» WORK ITEM
The material below contains a line with "let mut delivery" and a line with "if fold.len() %". Copy exactly those two lines and all lines between them.

» RECORDS PROVIDED
//! Team membership
//!
//! Player and team identity live outside the engine. The engine only asks
//! which players make up a side's playing XI and how to print a name.

use cricket_types::ids::{PlayerId, TeamId};
use dashmap::DashMap;
use serde::{Deserialize, Serialize};

#[derive(Debug, Clone, PartialEq, Eq, Serialize, Deserialize)]
pub struct Player {
    pub id: PlayerId,
    pub name: String,
}

impl Player {
    pub fn new(id: impl Into<String>, name: impl Into<String>) -> Self {
        Self {
            id: PlayerId::new(id),
            name: name.into(),
        }
    }
}

/// Source of team sheets.
pub trait RosterProvider: Send + Sync {
    /// Playing XI for a team, None if the team is unknown.
    fn playing_xi(&self, team: &TeamId) -> Option<Vec<Player>>;

    fn display_name(&self, player: &PlayerId) -> Option<String>;
}

/// Roster held in memory, filled through `PUT /teams/{id}/squad` or tests.
#[derive(Debug, Default)]
pub struct InMemoryRoster {
    squads: DashMap<TeamId, Vec<Player>>,
    names: DashMap<PlayerId, String>,
}

impl InMemoryRoster {
    pub fn new() -> Self {
        Self::default()
    }

    /// Replace a team's playing XI.
    pub fn register(&self, team: TeamId, players: Vec<Player>) {
        for player in &players {
            self.names.insert(player.id.clone(), player.name.clone());
        }
        self.squads.insert(team, players);
    }
}

impl RosterProvider for InMemoryRoster {
    fn playing_xi(&self, team: &TeamId) -> Option<Vec<Player>> {
        self.squads.get(team).map(|squad| squad.value().clone())
    }

    fn display_name(&self, player: &PlayerId) -> Option<String> {
        self.names.get(player).map(|name| name.value().clone())
    }
}
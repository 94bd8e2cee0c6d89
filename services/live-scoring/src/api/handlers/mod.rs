pub mod deliveries;
pub mod innings;
pub mod matches;
pub mod ws;
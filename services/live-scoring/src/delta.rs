//! Highlight generator
//!
//! Compares the previous and the new snapshot of an innings and names what
//! happened in between, so viewers can animate a boundary or a wicket
//! without diffing full snapshots themselves.
//!
//! Flow per publish:
//! 1. Build the new snapshot
//! 2. Diff it against the last one this generator saw
//! 3. Remember the new snapshot for the next diff

use cricket_types::delivery::WicketType;
use cricket_types::fixture::MatchResult;
use cricket_types::ids::PlayerId;
use cricket_types::innings::ClosureReason;
use serde::{Deserialize, Serialize};

use crate::scorecard::BattingFigures;
use crate::snapshot::StateSnapshot;

/// Batting milestones are announced every this many runs.
pub const MILESTONE_STEP: u32 = 50;

/// Why a snapshot was published.
#[derive(Debug, Clone, Copy, PartialEq, Eq, Serialize, Deserialize)]
#[serde(tag = "cause", rename_all = "SCREAMING_SNAKE_CASE")]
pub enum UpdateCause {
    Delivery,
    Correction { from_sequence: u64 },
    /// Innings opened or closed, match decided.
    Lifecycle,
}

#[derive(Debug, Clone, PartialEq, Eq, Serialize, Deserialize)]
#[serde(tag = "type", rename_all = "SCREAMING_SNAKE_CASE")]
pub enum Highlight {
    Boundary {
        sequence: u64,
        batter: PlayerId,
        runs: u32,
    },
    Wicket {
        sequence: u64,
        player_out: PlayerId,
        kind: WicketType,
        wicket: u32,
        score: u32,
    },
    Retirement {
        sequence: u64,
        player: PlayerId,
    },
    OverComplete {
        over_number: u32,
        runs: u32,
        wickets: u32,
        maiden: bool,
    },
    Milestone {
        batter: PlayerId,
        runs: u32,
    },
    FreeHit,
    InningsClosed {
        reason: ClosureReason,
        runs: u32,
        wickets: u32,
    },
    MatchDecided {
        result: MatchResult,
    },
    Correction {
        from_sequence: u64,
    },
}

/// Keeps the last snapshot and diffs each new one against it.
#[derive(Debug, Clone, Default)]
pub struct HighlightGenerator {
    last: Option<StateSnapshot>,
}

impl HighlightGenerator {
    pub fn new() -> Self {
        Self { last: None }
    }

    pub fn last(&self) -> Option<&StateSnapshot> {
        self.last.as_ref()
    }

    /// Highlights between the remembered snapshot and `after`, then remember `after`.
    pub fn generate(&mut self, after: &StateSnapshot, cause: UpdateCause) -> Vec<Highlight> {
        let highlights = match &self.last {
            Some(before) => diff(before, after, cause),
            None => lifecycle(None, after),
        };
        self.last = Some(after.clone());
        highlights
    }
}

fn diff(before: &StateSnapshot, after: &StateSnapshot, cause: UpdateCause) -> Vec<Highlight> {
    let mut highlights = Vec::new();

    match cause {
        UpdateCause::Delivery => {
            if let Some(ball) = after.last_ball.as_ref().filter(|b| Some(b.sequence) > before.last_sequence) {
                if ball.four || ball.six {
                    highlights.push(Highlight::Boundary {
                        sequence: ball.sequence,
                        batter: ball.striker.clone(),
                        runs: ball.runs_batter,
                    });
                }
                if let Some(dismissal) = &ball.dismissal {
                    if dismissal.kind.counts_as_wicket() {
                        highlights.push(Highlight::Wicket {
                            sequence: ball.sequence,
                            player_out: dismissal.player_out.clone(),
                            kind: dismissal.kind,
                            wicket: after.wickets,
                            score: after.runs,
                        });
                    } else {
                        highlights.push(Highlight::Retirement {
                            sequence: ball.sequence,
                            player: dismissal.player_out.clone(),
                        });
                    }
                }
            }

            let over_changed = after.last_over.as_ref().map(|o| o.over_number)
                != before.last_over.as_ref().map(|o| o.over_number);
            if let Some(over) = after.last_over.as_ref().filter(|_| over_changed) {
                highlights.push(Highlight::OverComplete {
                    over_number: over.over_number,
                    runs: over.runs,
                    wickets: over.wickets,
                    maiden: over.maiden,
                });
            }

            for figures in [&after.striker, &after.non_striker].into_iter().flatten() {
                let previous = runs_before(before, &figures.player);
                if figures.runs / MILESTONE_STEP > previous / MILESTONE_STEP {
                    highlights.push(Highlight::Milestone {
                        batter: figures.player.clone(),
                        runs: figures.runs / MILESTONE_STEP * MILESTONE_STEP,
                    });
                }
            }

            if after.free_hit && !before.free_hit {
                highlights.push(Highlight::FreeHit);
            }
        }
        UpdateCause::Correction { from_sequence } => {
            highlights.push(Highlight::Correction { from_sequence });
        }
        UpdateCause::Lifecycle => {}
    }

    highlights.extend(lifecycle(Some(before), after));
    highlights
}

/// Closure and result changes, whatever the cause.
fn lifecycle(before: Option<&StateSnapshot>, after: &StateSnapshot) -> Vec<Highlight> {
    let mut highlights = Vec::new();
    if let Some(closure) = after.closure {
        if before.and_then(|b| b.closure).is_none() {
            highlights.push(Highlight::InningsClosed {
                reason: closure.reason,
                runs: closure.runs,
                wickets: closure.wickets,
            });
        }
    }
    if let Some(result) = &after.result {
        if before.and_then(|b| b.result.as_ref()).is_none() {
            highlights.push(Highlight::MatchDecided {
                result: result.clone(),
            });
        }
    }
    highlights
}

fn runs_before(before: &StateSnapshot, player: &PlayerId) -> u32 {
    [&before.striker, &before.non_striker]
        .into_iter()
        .flatten()
        .find(|f: &&BattingFigures| &f.player == player)
        .map(|f| f.runs)
        .unwrap_or(0)
}
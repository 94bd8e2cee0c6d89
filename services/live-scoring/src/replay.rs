//! Replay engine
//!
//! Rebuilds innings state by folding a delivery sequence, either from an
//! empty fold or from a checkpoint. Used to audit the live state and by the
//! correction handler to refold the suffix after an amendment.
//!
//! - Strict sequence ordering (no gaps, no repeats)
//! - Deterministic: same deliveries in the same order give the same checksum
//! - Optional post-replay checksum validation, after any explicit closure

use std::time::Instant;

use cricket_types::delivery::Delivery;
use cricket_types::errors::ScoringError;
use cricket_types::innings::ClosureReason;
use tracing::{error, info};

use crate::fold::InningsFold;
use crate::state_machine::EndsCheck;

/// Metrics collected during replay.
#[derive(Debug, Clone)]
pub struct ReplayMetrics {
    pub deliveries_replayed: u64,
    pub duration_ms: u128,
    pub state_checksum: String,
}

/// Result of a replay.
#[derive(Debug)]
pub struct ReplayResult {
    pub fold: InningsFold,
    /// Replayed deliveries with their recomputed placement.
    pub deliveries: Vec<Delivery>,
    /// Fold snapshots keyed by number of deliveries applied.
    pub checkpoints: Vec<(usize, InningsFold)>,
    pub metrics: ReplayMetrics,
}

#[derive(Debug, Clone, PartialEq, Eq, thiserror::Error)]
pub enum ReplayError {
    #[error("log corruption detected at sequence {sequence}: {reason}")]
    LogCorruption { sequence: u64, reason: String },

    #[error("state checksum mismatch: expected {expected}, got {actual}")]
    ChecksumMismatch { expected: String, actual: String },

    #[error("sequence gap detected: expected {expected}, got {actual}")]
    SequenceGap { expected: u64, actual: u64 },

    #[error("state could not be hashed: {reason}")]
    Unhashable { reason: String },

    #[error("innings not found: {innings_id}")]
    InningsNotFound { innings_id: String },

    #[error("delivery {sequence} rejected on replay: {source}")]
    Rejected {
        sequence: u64,
        #[source]
        source: ScoringError,
    },
}

impl ReplayError {
    pub fn unhashable(err: serde_json::Error) -> Self {
        ReplayError::Unhashable {
            reason: err.to_string(),
        }
    }
}

/// Replays deliveries through an [`InningsFold`].
pub struct ReplayEngine {
    expected_checksum: Option<String>,
    closing: Option<ClosureReason>,
    ends: EndsCheck,
    checkpoint_interval: Option<usize>,
}

impl ReplayEngine {
    pub fn new() -> Self {
        Self {
            expected_checksum: None,
            closing: None,
            ends: EndsCheck::Strict,
            checkpoint_interval: None,
        }
    }

    /// Set the expected state checksum for post-replay validation.
    pub fn with_expected_checksum(mut self, checksum: String) -> Self {
        self.expected_checksum = Some(checksum);
        self
    }

    /// Close the innings after the last delivery. Declarations and forfeits
    /// are not in the log, so a replay must be told about them.
    pub fn with_closure(mut self, reason: ClosureReason) -> Self {
        self.closing = Some(reason);
        self
    }

    /// Follow the recorded striker/non-striker labels instead of the
    /// computed ends. Used when earlier deliveries were amended.
    pub fn with_lenient_ends(mut self) -> Self {
        self.ends = EndsCheck::Lenient;
        self
    }

    /// Emit a fold snapshot every `interval` deliveries.
    pub fn with_checkpoints(mut self, interval: usize) -> Self {
        self.checkpoint_interval = Some(interval.max(1));
        self
    }

    /// Fold `deliveries` on top of `seed`.
    pub fn replay_from(
        &self,
        seed: InningsFold,
        deliveries: &[Delivery],
    ) -> Result<ReplayResult, ReplayError> {
        let start = Instant::now();
        let mut fold = seed;
        let mut replayed = Vec::with_capacity(deliveries.len());
        let mut checkpoints = Vec::new();
        let mut last_sequence = fold.state.last_sequence;

        info!(
            delivery_count = deliveries.len(),
            from = fold.len(),
            "Starting delivery replay"
        );

        for original in deliveries {
            let expected = last_sequence.map_or(1, |s| s + 1);
            if original.sequence < expected {
                return Err(ReplayError::LogCorruption {
                    sequence: original.sequence,
                    reason: format!(
                        "Non-monotonic sequence: {} after {:?}",
                        original.sequence, last_sequence
                    ),
                });
            }
            if original.sequence > expected {
                return Err(ReplayError::SequenceGap {
                    expected,
                    actual: original.sequence,
                });
            }

            let mut delivery = original.clone();
            fold.replay(&mut delivery, self.ends)
                .map_err(|source| ReplayError::Rejected {
                    sequence: delivery.sequence,
                    source,
                })?;

            last_sequence = Some(delivery.sequence);
            replayed.push(delivery);

            if let Some(interval) = self.checkpoint_interval {
                if fold.len() % interval == 0 {
                    checkpoints.push((fold.len(), fold.clone()));
                }
            }
        }

        if let Some(reason) = self.closing {
            if fold.state.closure.is_none() {
                fold.state.close(reason);
            }
        }

        let state_checksum = fold.checksum().map_err(ReplayError::unhashable)?;

        if let Some(ref expected) = self.expected_checksum {
            if &state_checksum != expected {
                error!(
                    expected = %expected,
                    actual = %state_checksum,
                    "State checksum mismatch after replay"
                );
                return Err(ReplayError::ChecksumMismatch {
                    expected: expected.clone(),
                    actual: state_checksum,
                });
            }
        }

        let metrics = ReplayMetrics {
            deliveries_replayed: replayed.len() as u64,
            duration_ms: start.elapsed().as_millis(),
            state_checksum,
        };

        info!(
            deliveries_replayed = metrics.deliveries_replayed,
            duration_ms = metrics.duration_ms,
            "Replay completed successfully"
        );

        Ok(ReplayResult {
            fold,
            deliveries: replayed,
            checkpoints,
            metrics,
        })
    }
}

impl Default for ReplayEngine {
    fn default() -> Self {
        Self::new()
    }
}
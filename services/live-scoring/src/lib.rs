//! Live Scoring Service
//!
//! Turns a stream of ball-by-ball deliveries into live cricket scoring:
//! - Per-innings delivery log with idempotent submission
//! - Over/innings state machine (legality, strike, free hit, closure)
//! - Scorecards, partnerships, fall of wickets and over summaries
//! - Manhattan/worm, wagon wheel and pitch map analytics
//! - Corrections with checkpointed refolds
//! - Versioned snapshots pushed to viewers with highlights
//!
//! Every derived view is a pure fold over the delivery log, so replaying the
//! log from empty reproduces the live state exactly (see [`replay`]).
//!
//! # Architecture
//!
//! ```text
//!   Scorer (HTTP)
//!        │
//!   ┌────▼─────┐
//!   │ Engine   │  ← per-innings lock, match lifecycle
//!   └────┬─────┘
//!        │
//!   ┌────▼─────┐      ┌────────────┐
//!   │ Session  │─────►│ Correction │  checkpoint refold
//!   └────┬─────┘      └────────────┘
//!        │
//!   ┌────▼──────────────────────────┐
//!   │ Fold: state │ card │ analytics │
//!   └────┬──────────────────────────┘
//!        │
//!   ┌────▼─────┐  ┌───────────┐
//!   │ Snapshot │─►│ Highlights│
//!   └────┬─────┘  └───────────┘
//!        │
//!   ┌────▼──────────────┐
//!   │ Broadcast hub (WS)│
//!   └───────────────────┘
//! ```

pub mod analytics;
pub mod api;
pub mod cache;
pub mod config;
pub mod correction;
pub mod delta;
pub mod engine;
pub mod fold;
pub mod hub;
pub mod lifecycle;
pub mod log;
pub mod metrics;
pub mod replay;
pub mod roster;
pub mod scorecard;
pub mod session;
pub mod snapshot;
pub mod state_machine;

// Library version
pub const SERVICE_VERSION: &str = "0.1.0";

» ANSWER TO THE EXERCISE
            let mut delivery = original.clone();
            fold.replay(&mut delivery, self.ends)
                .map_err(|source| ReplayError::Rejected {
                    sequence: delivery.sequence,
                    source,
                })?;

            last_sequence = Some(delivery.sequence);
            replayed.push(delivery);

            if let Some(interval) = self.checkpoint_interval {
                if fold.len() % interval == 0 {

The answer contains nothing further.